Neuroendocrine neoplasm (NEN) comprises a group of tumors that exhibit neuroendocrine phenotypes. NEN is subclassified into neuroendocrine tumor (NET), neuroendocrine carcinoma (NEC) and mixed adenoendocrine carcinoma (MANEC), based on histopathological parameters. NEN in the extrahepatic biliary tract (EHBT) is uncommon. Little is known about its clinicopathological features and prognostic indicators. The present study presented a case of MANEC in the distal common bile duct (CBD) and reviewed previous cases of NENs in the EHBT to characterize the clinical settings of this disease entity and to identify influencing factors of survival outcomes. A 64-year-old Chinese woman presented with abdominal pain and jaundice. Imaging studies demonstrated malignant stenosis in the distal CBD. Bile duct brush cytology revealed small clusters of atypical cells. Following an initial diagnosis of distal cholangiocarcinoma (CCA), the patient underwent pancreaticoduodenectomy. Histological analysis combined with immunohistochemical investigation of the resected specimen revealed a collision tumor that was composed of poorly differentiated adenocarcinoma and NEC. Each histological component accounted for >30% of the tumor.

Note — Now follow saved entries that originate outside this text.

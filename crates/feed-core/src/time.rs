//! Hour-partition naming and the retention/skew windows used at ingest.

use chrono::{DateTime, TimeZone, Timelike, Utc};

/// Posts older than this (relative to ingest time) are dropped rather than
/// stored; defends against grossly back-dated records.
pub const MAX_PAST_SKEW_HOURS: i64 = 13;

/// Posts further in the future than this are dropped; defends against clock
/// skew on the authoring client.
pub const MAX_FUTURE_SKEW_MINUTES: i64 = 10;

/// Partitions whose hour is older than this are dropped wholesale by the
/// retention sweep. Kept one hour wider than the ingest-time skew filter so a
/// partition is never dropped out from under a post still being inserted
/// into it.
pub const RETENTION_HORIZON_HOURS: i64 = 13;

/// Truncate a timestamp down to the start of its hour.
pub fn floor_to_hour(ts: DateTime<Utc>) -> DateTime<Utc> {
    ts.with_minute(0)
        .and_then(|t| t.with_second(0))
        .and_then(|t| t.with_nanosecond(0))
        .unwrap_or(ts)
}

/// The partition name a post's `created_at` lives in: `posts_y{YYYY}m{MM}d{DD}h{HH}`.
pub fn partition_name(ts: DateTime<Utc>) -> String {
    let hour = floor_to_hour(ts);
    format!(
        "posts_y{:04}m{:02}d{:02}h{:02}",
        hour.format("%Y").to_string().parse::<i32>().unwrap_or(0),
        hour.format("%m").to_string().parse::<u32>().unwrap_or(0),
        hour.format("%d").to_string().parse::<u32>().unwrap_or(0),
        hour.format("%H").to_string().parse::<u32>().unwrap_or(0),
    )
}

/// Parse the hour a partition name encodes. Returns `None` for anything not
/// matching `posts_y%Ym%md%dh%H`, so a retention sweep can skip tables that
/// aren't post partitions without erroring out the whole sweep.
pub fn parse_partition_hour(name: &str) -> Option<DateTime<Utc>> {
    let rest = name.strip_prefix("posts_y")?;
    let (y, rest) = rest.split_once('m')?;
    let (mo, rest) = rest.split_once('d')?;
    let (d, h) = rest.split_once('h')?;

    let year: i32 = y.parse().ok()?;
    let month: u32 = mo.parse().ok()?;
    let day: u32 = d.parse().ok()?;
    let hour: u32 = h.parse().ok()?;

    Utc.with_ymd_and_hms(year, month, day, hour, 0, 0).single()
}

/// Whether a post's `created_at` falls within the ingest-time acceptance
/// window, evaluated against `now`.
pub fn within_ingest_window(created_at: DateTime<Utc>, now: DateTime<Utc>) -> bool {
    let earliest = now - chrono::Duration::hours(MAX_PAST_SKEW_HOURS);
    let latest = now + chrono::Duration::minutes(MAX_FUTURE_SKEW_MINUTES);
    earliest <= created_at && created_at <= latest
}

#[cfg(test)]
mod tests {
    use super::*;

    #[test]
    fn partition_name_round_trips() {
        let ts = Utc.with_ymd_and_hms(2026, 3, 5, 14, 37, 9).unwrap();
        let name = partition_name(ts);
        assert_eq!(name, "posts_y2026m03d05h14");
        let parsed = parse_partition_hour(&name).unwrap();
        assert_eq!(parsed, Utc.with_ymd_and_hms(2026, 3, 5, 14, 0, 0).unwrap());
    }

    #[test]
    fn parse_rejects_non_partition_names() {
        assert_eq!(parse_partition_hour("follows"), None);
        assert_eq!(parse_partition_hour("posts_ybadname"), None);
    }

    #[test]
    fn ingest_window_bounds() {
        let now = Utc.with_ymd_and_hms(2026, 3, 5, 12, 0, 0).unwrap();
        assert!(within_ingest_window(now, now));
        assert!(!within_ingest_window(
            now - chrono::Duration::hours(14),
            now
        ));
        assert!(!within_ingest_window(
            now + chrono::Duration::minutes(11),
            now
        ));
    }
}
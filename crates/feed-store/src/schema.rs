//! Idempotent DDL, run once at [`Store::connect`](crate::Store::connect).
//!
//! Literal DDL grounded on the Postgres iteration of the system this
//! service replaces: `posts` is range-partitioned by `created_at` at hour
//! granularity (see [`crate::partition`]), `follows` tracks the follow
//! graph, and `follows_primed` records which readers have completed a
//! follow-list backfill.

use sqlx::PgPool;

use crate::error::{BootstrapSnafu, StoreError};

use snafu::ResultExt;

const BOOTSTRAP_STATEMENTS: &[&str] = &[
    r#"CREATE TABLE IF NOT EXISTS follows_primed(
        did TEXT PRIMARY KEY
    )"#,
    "CREATE UNIQUE INDEX IF NOT EXISTS idx_follows_primed_did ON follows_primed (did)",
    r#"CREATE TABLE IF NOT EXISTS posts(
        uri TEXT NOT NULL,
        cid_rev TEXT NOT NULL,
        repost_uri TEXT,
        created_at TIMESTAMPTZ NOT NULL,
        author TEXT NOT NULL,
        PRIMARY KEY (uri, created_at)
    ) PARTITION BY RANGE(created_at)"#,
    "CREATE INDEX IF NOT EXISTS idx_posts_uri ON posts (uri)",
    "CREATE INDEX IF NOT EXISTS idx_posts_created_at ON posts (created_at)",
    "CREATE INDEX IF NOT EXISTS idx_posts_author ON posts (author)",
    r#"CREATE TABLE IF NOT EXISTS follows(
        uri TEXT PRIMARY KEY,
        follower TEXT NOT NULL,
        followee TEXT NOT NULL
    )"#,
    "CREATE UNIQUE INDEX IF NOT EXISTS idx_follows_uri ON follows (uri)",
    "CREATE INDEX IF NOT EXISTS idx_follows_follower ON follows (follower)",
];

/// `uri` alone can't be the partitioned table's primary key — Postgres
/// requires the partition key in any primary key of a partitioned table —
/// so `ON CONFLICT DO NOTHING` targets `(uri, created_at)`. A post can't
/// legitimately have two different `created_at` values under the same
/// `uri`, so this is equivalent to uri-uniqueness for every row ingestion
/// actually produces.
pub const POSTS_CONFLICT_TARGET: &str = "(uri, created_at)";

pub async fn bootstrap(pool: &PgPool) -> Result<(), StoreError> {
    for statement in BOOTSTRAP_STATEMENTS {
        sqlx::query(statement)
            .execute(pool)
            .await
            .context(BootstrapSnafu)?;
    }
    Ok(())
}

#[cfg(test)]
mod tests {
    use super::*;

    #[test]
    fn bootstrap_statements_are_nonempty() {
        assert!(!BOOTSTRAP_STATEMENTS.is_empty());
        for stmt in BOOTSTRAP_STATEMENTS {
            assert!(stmt.to_uppercase().contains("CREATE"));
        }
    }
}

The definitive diagnosis was a MANEC in the distal CBD. Multiple intrahepatic and pulmonary metastases were observed postoperatively over 8 months. The patient succumbed to the disease 12 months after surgery. In conclusion, NEN occurs infrequently in the EHBT, with NET being the predominant type. NEN in the EHBT is extremely challenging to diagnose preoperatively due to its tendency to mimic CCA. Patients with NEN in the EHBT exhibited extremely distinct oncology outcomes according to pathological types. Additionally, old age (>60 years) and the presence of tumor recurrence were associated with decreased survival of patients with NEN.